Wild Night at Bingo

22 May 2012

At the park, there were dark storm clouds hovering overhead. The air was muggy. As I approached the group I heard someone say, “Here comes Dennis!”

Joy came up to me and said, “I’ve been asking everybody if they’d seen you. When you didn’t come by this morning I was so worried. I stayed on the street until nine-thirty, thinking that maybe you had missed your bus. Then I began to worry that, because it was a long weekend (Victoria Day in Canada), you’d been on the highway and had a car accident.”

I replied, “I got a drive to work, that’s why you didn’t see me. I’m sorry you worried.”

“It’s just that I’ve never known you to miss coming by in the morning.”

“How was your weekend?” I asked.

“Fine, Nicholas and his girlfriend, and another couple were over for a barbecue. Chuck and I looked at an apartment for seven hundred a month — a one-bedroom. If I had been by myself I would have taken it. Chuck is saying to everyone, ‘I don’t know what I’m going to do if Joy leaves.’ ”

That’s understandable,” I said, “you pay half the rent, buy groceries, and do most of the cleaning.”

“Chuck gets a lot of money from other people who stay over, more than I pay him. I think he’s afraid of being alone. So am I, for that matter. Sometimes my brain starts acting up and I’m not sure if I trust myself being on my own.”

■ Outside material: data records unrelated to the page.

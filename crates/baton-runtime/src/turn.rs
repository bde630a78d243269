//! Per-turn decisions: what happens after tools run, and tool-use tracking.

use std::collections::HashMap;
use std::fmt;
use std::sync::Arc;

use async_trait::async_trait;
use baton_core::{RunContext, RunItem};
use serde_json::Value;

use crate::agent::Agent;
use crate::errors::RunError;

/// Outcome of one function tool call.
#[derive(Clone, Debug, PartialEq)]
pub struct FunctionToolResult {
    /// Tool name.
    pub tool_name: String,
    /// Call id.
    pub call_id: String,
    /// Value returned by the tool (or the reported error text).
    pub output: Value,
    /// Whether the tool asked to end the run with its output.
    pub ends_run: bool,
    /// Transcript item carrying the output.
    pub run_item: RunItem,
}

/// Verdict of a [`ToolsToFinalOutput`] policy.
#[derive(Clone, Debug, Default, PartialEq)]
pub struct ToolsToFinalOutputResult {
    /// Whether the run ends now.
    pub is_final_output: bool,
    /// The final output when it does.
    pub final_output: Option<Value>,
}

impl ToolsToFinalOutputResult {
    /// Keep going.
    pub fn run_again() -> Self {
        Self::default()
    }

    /// End the run with `output`.
    pub fn finish(output: Value) -> Self {
        Self {
            is_final_output: true,
            final_output: Some(output),
        }
    }
}

/// Custom decision over a turn's tool results.
#[async_trait]
pub trait ToolsToFinalOutput: Send + Sync {
    /// Decide whether the results end the run.
    async fn decide(
        &self,
        ctx: &RunContext,
        results: &[FunctionToolResult],
    ) -> Result<ToolsToFinalOutputResult, RunError>;
}

/// Whether tool output goes back to the model or ends the run.
#[derive(Clone, Default)]
pub enum ToolUseBehavior {
    /// Feed tool output back for another model call.
    #[default]
    RunLlmAgain,
    /// The first tool's output is the final output.
    StopOnFirstTool,
    /// The output of the first listed tool that ran is the final output.
    StopAtTools(Vec<String>),
    /// A custom policy.
    Custom(Arc<dyn ToolsToFinalOutput>),
}

impl fmt::Debug for ToolUseBehavior {
    fn fmt(&self, f: &mut fmt::Formatter<'_>) -> fmt::Result {
        match self {
            Self::RunLlmAgain => f.write_str("RunLlmAgain"),
            Self::StopOnFirstTool => f.write_str("StopOnFirstTool"),
            Self::StopAtTools(names) => f.debug_tuple("StopAtTools").field(names).finish(),
            Self::Custom(_) => f.write_str("Custom"),
        }
    }
}

/// What the run loop does after a turn.
#[derive(Clone, Debug)]
pub enum NextStep {
    /// The run ends with this output (output guardrails still apply).
    FinalOutput(Value),
    /// Control moves to this agent.
    Handoff(Arc<Agent>),
    /// Call the model again with the same agent.
    RunAgain,
}

/// Final output the behavior policy derives from a turn's function tool
/// results, if any.
pub async fn final_output_from_tools(
    behavior: &ToolUseBehavior,
    ctx: &RunContext,
    results: &[FunctionToolResult],
) -> Result<Option<Value>, RunError> {
    let Some(first) = results.first() else {
        return Ok(None);
    };
    Ok(match behavior {
        ToolUseBehavior::RunLlmAgain => None,
        ToolUseBehavior::StopOnFirstTool => Some(first.output.clone()),
        ToolUseBehavior::StopAtTools(names) => results
            .iter()
            .find(|r| names.contains(&r.tool_name))
            .map(|r| r.output.clone()),
        ToolUseBehavior::Custom(policy) => {
            let verdict = policy.decide(ctx, results).await?;
            verdict
                .is_final_output
                .then(|| verdict.final_output.unwrap_or(Value::Null))
        }
    })
}

/// Which agents have used tools so far in a run.
#[derive(Debug, Default)]
pub struct AgentToolUseTracker {
    used: HashMap<String, Vec<String>>,
}

impl AgentToolUseTracker {
    /// Record the tools `agent` used on one turn.
    pub fn add_tool_use(&mut self, agent: &str, tool_names: &[String]) {
        if tool_names.is_empty() {
            return;
        }
        self.used
            .entry(agent.to_owned())
            .or_default()
            .extend(tool_names.iter().cloned());
    }

    /// Whether `agent` has used any tool.
    pub fn has_used_tools(&self, agent: &str) -> bool {
        self.used.get(agent).is_some_and(|names| !names.is_empty())
    }
}

#[cfg(test)]
mod tests {
    use super::*;
    use baton_core::InputItem;
    use serde_json::json;

    fn result(name: &str, output: Value, ends_run: bool) -> FunctionToolResult {
        FunctionToolResult {
            tool_name: name.into(),
            call_id: format!("call_{name}"),
            output: output.clone(),
            ends_run,
            run_item: RunItem::ToolCallOutput {
                agent: "a".into(),
                call_id: format!("call_{name}"),
                output,
                raw: InputItem::FunctionCallOutput {
                    call_id: format!("call_{name}"),
                    output: String::new(),
                },
            },
        }
    }

    struct StopWhenAllDone;

    #[async_trait]
    impl ToolsToFinalOutput for StopWhenAllDone {
        async fn decide(
            &self,
            _ctx: &RunContext,
            results: &[FunctionToolResult],
        ) -> Result<ToolsToFinalOutputResult, RunError> {
            Ok(if results.len() >= 2 {
                ToolsToFinalOutputResult::finish(json!(results.len()))
            } else {
                ToolsToFinalOutputResult::run_again()
            })
        }
    }

    #[tokio::test]
    async fn run_llm_again_never_finishes() {
        let ctx = RunContext::empty();
        let out = final_output_from_tools(&ToolUseBehavior::RunLlmAgain, &ctx, &[result("a", json!(1), false)])
            .await
            .unwrap();
        assert!(out.is_none());
    }

    #[tokio::test]
    async fn stop_on_first_tool_uses_first_output() {
        let ctx = RunContext::empty();
        let results = [result("a", json!("first"), false), result("b", json!("second"), false)];
        let out = final_output_from_tools(&ToolUseBehavior::StopOnFirstTool, &ctx, &results)
            .await
            .unwrap();
        assert_eq!(out, Some(json!("first")));
    }

    #[tokio::test]
    async fn stop_at_tools_matches_by_name() {
        let ctx = RunContext::empty();
        let results = [result("a", json!("a"), false), result("b", json!("b"), false)];
        let stop_b = ToolUseBehavior::StopAtTools(vec!["b".into()]);
        assert_eq!(final_output_from_tools(&stop_b, &ctx, &results).await.unwrap(), Some(json!("b")));
        let stop_c = ToolUseBehavior::StopAtTools(vec!["c".into()]);
        assert!(final_output_from_tools(&stop_c, &ctx, &results).await.unwrap().is_none());
    }

    #[tokio::test]
    async fn custom_policy_decides() {
        let ctx = RunContext::empty();
        let policy = ToolUseBehavior::Custom(Arc::new(StopWhenAllDone));
        let one = [result("a", json!(1), false)];
        assert!(final_output_from_tools(&policy, &ctx, &one).await.unwrap().is_none());
        let two = [result("a", json!(1), false), result("b", json!(2), false)];
        assert_eq!(final_output_from_tools(&policy, &ctx, &two).await.unwrap(), Some(json!(2)));
    }

    #[tokio::test]
    async fn no_results_is_never_final() {
        let ctx = RunContext::empty();
        let out = final_output_from_tools(&ToolUseBehavior::StopOnFirstTool, &ctx, &[])
            .await
            .unwrap();
        assert!(out.is_none());
    }

    #[test]
    fn tracker_is_per_agent() {
        let mut tracker = AgentToolUseTracker::default();
        tracker.add_tool_use("a", &[]);
        assert!(!tracker.has_used_tools("a"));
        tracker.add_tool_use("a", &["search".into()]);
        assert!(tracker.has_used_tools("a"));
        assert!(!tracker.has_used_tools("b"));
    }
}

Irene had streaks of orange, green, and blue on her arms, legs, and face after a wild night of bingo. She said, “Shark wasn’t even going to get on the bus with me this morning until I cleaned my face. I asked Wolf if he had a face cloth, but he didn’t. I wiped it with some wet toilet paper, but I only managed to smear the smudges; now it looks like I’ve been in a fight.”

“What time is it, Dennis? I have to see my doctor at three o’clock. Shark’s gone to get his prescription filled. I hope he’s not late coming back.”

“Do you have far to go?”

“No, just to Parkdale. It’s in the same building where I worked for the accountants and lawyers. I always wave at them as I’m going by their office. One of my cancers is acting up. I’ve had cancer twice. I only have half a nipple on my right side.”

Joy was sitting on her backpack, looking at her ankles. “I haven’t shaved my legs in a while. Do I look concerned?”

“I’m native,” said Irene, “I’ve got nothing to shave. I haven’t had sex for six and a half years, so I don’t even bother trimming.”

“I’m a half native,” said Joy, “so I don’t have much to worry about, just a bit of stubble. I don’t have sex very often, but I still trim, just for personal hygiene and common decency.”

I wasn’t quite sure if Serge was awake, but I went over and sat beside him. He raised his head and shook my hand.

I asked, “How was your weekend, Serge?”

“It was okay. I’ve been sleeping behind the Best Western Hotel. It’s quiet, nobody is opening and closing the door, nobody is shitting on the floor. I was drinking outside with a friend of mine at four-thirty this morning. When Tim Horton’s opened at six we went there for coffee.”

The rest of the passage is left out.